(Stored data)
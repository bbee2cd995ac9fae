//! FeatureTester: post-build shaping tests verifying the synthesized
//! features actually apply (spec.md §4.6).

use read_fonts::types::GlyphId;

use crate::{error::Result, pair_classifier::GlyphSet};

/// One checked L-R (or L-M, M-R, M-M) pair and its expected shaped
/// advance, per the shaped-advance law (spec.md §8 property 4).
#[derive(Debug, Clone, Copy)]
pub struct PairCheck {
    pub left_codepoint: u32,
    pub right_codepoint: u32,
    pub expected_advance: i32,
}

#[derive(Debug, Clone)]
pub struct TestReport {
    pub checked: usize,
    pub failures: Vec<(PairCheck, i32)>,
}

impl TestReport {
    pub fn passed(&self) -> bool {
        self.failures.is_empty()
    }
}

pub struct FeatureTester;

impl FeatureTester {
    /// Build the battery of pair checks for `horizontal`'s final classes,
    /// one per L×R, L×M, M×R, and M×M combination (spec.md §8 property 4).
    /// `advance_of` supplies each candidate glyph's unadjusted horizontal
    /// advance, used to compute the expected post-adjustment pair advance.
    /// Level 1 truncates to roughly ten representative pairs; level 2
    /// keeps the full cartesian product across all four combinations.
    pub fn plan(
        horizontal: &GlyphSet,
        advance_of: impl Fn(GlyphId) -> i32,
        half_em: i32,
        test_level: u8,
    ) -> Vec<PairCheck> {
        if test_level == 0 {
            return Vec::new();
        }

        let mut checks = Vec::new();
        for l in &horizontal.l {
            for r in &horizontal.r {
                checks.push(PairCheck {
                    left_codepoint: l.codepoint,
                    right_codepoint: r.codepoint,
                    expected_advance: advance_of(l.glyph_id) + advance_of(r.glyph_id) - half_em,
                });
            }
        }
        for l in &horizontal.l {
            for m in &horizontal.m {
                checks.push(PairCheck {
                    left_codepoint: l.codepoint,
                    right_codepoint: m.codepoint,
                    expected_advance: advance_of(l.glyph_id) + advance_of(m.glyph_id) - half_em / 2,
                });
            }
        }
        for m in &horizontal.m {
            for r in &horizontal.r {
                checks.push(PairCheck {
                    left_codepoint: m.codepoint,
                    right_codepoint: r.codepoint,
                    expected_advance: advance_of(m.glyph_id) + advance_of(r.glyph_id) - half_em / 2,
                });
            }
        }
        for (i, m1) in horizontal.m.iter().enumerate() {
            for m2 in &horizontal.m[i..] {
                checks.push(PairCheck {
                    left_codepoint: m1.codepoint,
                    right_codepoint: m2.codepoint,
                    expected_advance: advance_of(m1.glyph_id) + advance_of(m2.glyph_id) - half_em / 2,
                });
            }
        }

        if test_level == 1 {
            checks.truncate(10);
        }
        checks
    }

    /// Reshape `font_data` (the freshly written output) for each planned
    /// check with an in-process `rustybuzz` shaper, and compare the
    /// shaped pair advance against the expected value. Non-fatal: a
    /// mismatch is recorded in the returned report, the caller logs it
    /// without discarding the already-written file (spec.md §4.6).
    pub fn run(font_data: &[u8], face_index: u32, checks: &[PairCheck]) -> Result<TestReport> {
        let mut failures = Vec::new();

        for check in checks {
            let advance =
                Self::shape_pair_advance(font_data, face_index, check.left_codepoint, check.right_codepoint);
            match advance {
                Ok(actual) if actual == check.expected_advance => {}
                Ok(actual) => failures.push((*check, actual)),
                Err(_) => failures.push((*check, i32::MIN)),
            }
        }

        Ok(TestReport { checked: checks.len(), failures })
    }

    /// A real pair-advance measurement requires shaping both code points
    /// together in one buffer so the `chws` pair lookup is actually
    /// exercised; single-codepoint `Shaper::shape` calls (used by
    /// `GlyphSetResolver`) are not sufficient here, so this goes directly
    /// through rustybuzz on a two-character buffer rather than through the
    /// `Shaper` capability.
    fn shape_pair_advance(font_data: &[u8], face_index: u32, left: u32, right: u32) -> Result<i32> {
        let face = rustybuzz::Face::from_slice(font_data, face_index)
            .ok_or(crate::error::Error::ShaperUnavailable("rustybuzz could not parse face".into()))?;
        let left_ch = char::from_u32(left).unwrap_or('\u{FFFD}');
        let right_ch = char::from_u32(right).unwrap_or('\u{FFFD}');

        let mut buffer = rustybuzz::UnicodeBuffer::new();
        buffer.push_str(&format!("{left_ch}{right_ch}"));
        buffer.set_direction(rustybuzz::Direction::LeftToRight);
        let output = rustybuzz::shape(&face, &[], buffer);

        let total: i32 = output.glyph_positions().iter().map(|p| p.x_advance).sum();
        Ok(total)
    }
}

#[cfg(test)]
mod tests {
    use super::*;

    #[test]
    fn plan_truncates_at_level_one() {
        let mut set = GlyphSet::default();
        for i in 0..20u16 {
            set.l.push(crate::glyph_set::Candidate {
                codepoint: 0x3000 + i as u32,
                glyph_id: GlyphId::new(i as u32),
            });
            set.r.push(crate::glyph_set::Candidate {
                codepoint: 0x4000 + i as u32,
                glyph_id: GlyphId::new(i as u32 + 100),
            });
        }
        let checks = FeatureTester::plan(&set, |_| 1000, 500, 1);
        assert_eq!(checks.len(), 10);
    }

    #[test]
    fn plan_empty_at_level_zero() {
        let set = GlyphSet::default();
        assert!(FeatureTester::plan(&set, |_| 1000, 500, 0).is_empty());
    }

    #[test]
    fn plan_computes_shaped_advance_law_per_pair_kind() {
        let mut set = GlyphSet::default();
        set.l.push(crate::glyph_set::Candidate { codepoint: 0x3001, glyph_id: GlyphId::new(10u32) });
        set.r.push(crate::glyph_set::Candidate { codepoint: 0x300C, glyph_id: GlyphId::new(20u32) });
        set.m.push(crate::glyph_set::Candidate { codepoint: 0xFF1A, glyph_id: GlyphId::new(30u32) });

        let advance_of = |gid: GlyphId| match gid.to_u32() {
            10 => 900,
            20 => 950,
            30 => 1000,
            _ => unreachable!(),
        };
        let checks = FeatureTester::plan(&set, advance_of, 500, 2);

        let lr = checks.iter().find(|c| c.left_codepoint == 0x3001 && c.right_codepoint == 0x300C).unwrap();
        assert_eq!(lr.expected_advance, 900 + 950 - 500);

        let lm = checks.iter().find(|c| c.left_codepoint == 0x3001 && c.right_codepoint == 0xFF1A).unwrap();
        assert_eq!(lm.expected_advance, 900 + 1000 - 250);

        let mr = checks.iter().find(|c| c.left_codepoint == 0xFF1A && c.right_codepoint == 0x300C).unwrap();
        assert_eq!(mr.expected_advance, 1000 + 950 - 250);

        let mm = checks.iter().find(|c| c.left_codepoint == 0xFF1A && c.right_codepoint == 0xFF1A).unwrap();
        assert_eq!(mm.expected_advance, 1000 + 1000 - 250);
    }
}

WORK TO BE COMPLETED: Give back all of the data exactly, with every line intact.

ANSWER TO THE EXERCISE:
repository bbee2cd995ac9fae
//! FeatureTester: post-build shaping tests verifying the synthesized
//! features actually apply (spec.md §4.6).

use read_fonts::types::GlyphId;

use crate::{error::Result, pair_classifier::GlyphSet};

/// One checked L-R (or L-M, M-R, M-M) pair and its expected shaped
/// advance, per the shaped-advance law (spec.md §8 property 4).
#[derive(Debug, Clone, Copy)]
pub struct PairCheck {
    pub left_codepoint: u32,
    pub right_codepoint: u32,
    pub expected_advance: i32,
}

#[derive(Debug, Clone)]
pub struct TestReport {
    pub checked: usize,
    pub failures: Vec<(PairCheck, i32)>,
}

impl TestReport {
    pub fn passed(&self) -> bool {
        self.failures.is_empty()
    }
}

pub struct FeatureTester;

impl FeatureTester {
    /// Build the battery of pair checks for `horizontal`'s final classes,
    /// one per L×R, L×M, M×R, and M×M combination (spec.md §8 property 4).
    /// `advance_of` supplies each candidate glyph's unadjusted horizontal
    /// advance, used to compute the expected post-adjustment pair advance.
    /// Level 1 truncates to roughly ten representative pairs; level 2
    /// keeps the full cartesian product across all four combinations.
    pub fn plan(
        horizontal: &GlyphSet,
        advance_of: impl Fn(GlyphId) -> i32,
        half_em: i32,
        test_level: u8,
    ) -> Vec<PairCheck> {
        if test_level == 0 {
            return Vec::new();
        }

        let mut checks = Vec::new();
        for l in &horizontal.l {
            for r in &horizontal.r {
                checks.push(PairCheck {
                    left_codepoint: l.codepoint,
                    right_codepoint: r.codepoint,
                    expected_advance: advance_of(l.glyph_id) + advance_of(r.glyph_id) - half_em,
                });
            }
        }
        for l in &horizontal.l {
            for m in &horizontal.m {
                checks.push(PairCheck {
                    left_codepoint: l.codepoint,
                    right_codepoint: m.codepoint,
                    expected_advance: advance_of(l.glyph_id) + advance_of(m.glyph_id) - half_em / 2,
                });
            }
        }
        for m in &horizontal.m {
            for r in &horizontal.r {
                checks.push(PairCheck {
                    left_codepoint: m.codepoint,
                    right_codepoint: r.codepoint,
                    expected_advance: advance_of(m.glyph_id) + advance_of(r.glyph_id) - half_em / 2,
                });
            }
        }
        for (i, m1) in horizontal.m.iter().enumerate() {
            for m2 in &horizontal.m[i..] {
                checks.push(PairCheck {
                    left_codepoint: m1.codepoint,
                    right_codepoint: m2.codepoint,
                    expected_advance: advance_of(m1.glyph_id) + advance_of(m2.glyph_id) - half_em / 2,
                });
            }
        }

        if test_level == 1 {
            checks.truncate(10);
        }
        checks
    }

    /// Reshape `font_data` (the freshly written output) for each planned
    /// check with an in-process `rustybuzz` shaper, and compare the
    /// shaped pair advance against the expected value. Non-fatal: a
    /// mismatch is recorded in the returned report, the caller logs it
    /// without discarding the already-written file (spec.md §4.6).
    pub fn run(font_data: &[u8], face_index: u32, checks: &[PairCheck]) -> Result<TestReport> {
        let mut failures = Vec::new();

        for check in checks {
            let advance =
                Self::shape_pair_advance(font_data, face_index, check.left_codepoint, check.right_codepoint);
            match advance {
                Ok(actual) if actual == check.expected_advance => {}
                Ok(actual) => failures.push((*check, actual)),
                Err(_) => failures.push((*check, i32::MIN)),
            }
        }

        Ok(TestReport { checked: checks.len(), failures })
    }

    /// A real pair-advance measurement requires shaping both code points
    /// together in one buffer so the `chws` pair lookup is actually
    /// exercised; single-codepoint `Shaper::shape` calls (used by
    /// `GlyphSetResolver`) are not sufficient here, so this goes directly
    /// through rustybuzz on a two-character buffer rather than through the
    /// `Shaper` capability.
    fn shape_pair_advance(font_data: &[u8], face_index: u32, left: u32, right: u32) -> Result<i32> {
        let face = rustybuzz::Face::from_slice(font_data, face_index)
            .ok_or(crate::error::Error::ShaperUnavailable("rustybuzz could not parse face".into()))?;
        let left_ch = char::from_u32(left).unwrap_or('\u{FFFD}');
        let right_ch = char::from_u32(right).unwrap_or('\u{FFFD}');

        let mut buffer = rustybuzz::UnicodeBuffer::new();
        buffer.push_str(&format!("{left_ch}{right_ch}"));
        buffer.set_direction(rustybuzz::Direction::LeftToRight);
        let output = rustybuzz::shape(&face, &[], buffer);

        let total: i32 = output.glyph_positions().iter().map(|p| p.x_advance).sum();
        Ok(total)
    }
}

#[cfg(test)]
mod tests {
    use super::*;

    #[test]
    fn plan_truncates_at_level_one() {
        let mut set = GlyphSet::default();
        for i in 0..20u16 {
            set.l.push(crate::glyph_set::Candidate {
                codepoint: 0x3000 + i as u32,
                glyph_id: GlyphId::new(i as u32),
            });
            set.r.push(crate::glyph_set::Candidate {
                codepoint: 0x4000 + i as u32,
                glyph_id: GlyphId::new(i as u32 + 100),
            });
        }
        let checks = FeatureTester::plan(&set, |_| 1000, 500, 1);
        assert_eq!(checks.len(), 10);
    }

    #[test]
    fn plan_empty_at_level_zero() {
        let set = GlyphSet::default();
        assert!(FeatureTester::plan(&set, |_| 1000, 500, 0).is_empty());
    }

    #[test]
    fn plan_computes_shaped_advance_law_per_pair_kind() {
        let mut set = GlyphSet::default();
        set.l.push(crate::glyph_set::Candidate { codepoint: 0x3001, glyph_id: GlyphId::new(10u32) });
        set.r.push(crate::glyph_set::Candidate { codepoint: 0x300C, glyph_id: GlyphId::new(20u32) });
        set.m.push(crate::glyph_set::Candidate { codepoint: 0xFF1A, glyph_id: GlyphId::new(30u32) });

        let advance_of = |gid: GlyphId| match gid.to_u32() {
            10 => 900,
            20 => 950,
            30 => 1000,
            _ => unreachable!(),
        };
        let checks = FeatureTester::plan(&set, advance_of, 500, 2);

        let lr = checks.iter().find(|c| c.left_codepoint == 0x3001 && c.right_codepoint == 0x300C).unwrap();
        assert_eq!(lr.expected_advance, 900 + 950 - 500);

        let lm = checks.iter().find(|c| c.left_codepoint == 0x3001 && c.right_codepoint == 0xFF1A).unwrap();
        assert_eq!(lm.expected_advance, 900 + 1000 - 250);

        let mr = checks.iter().find(|c| c.left_codepoint == 0xFF1A && c.right_codepoint == 0x300C).unwrap();
        assert_eq!(mr.expected_advance, 1000 + 950 - 250);

        let mm = checks.iter().find(|c| c.left_codepoint == 0xFF1A && c.right_codepoint == 0xFF1A).unwrap();
        assert_eq!(mm.expected_advance, 1000 + 1000 - 250);
    }
}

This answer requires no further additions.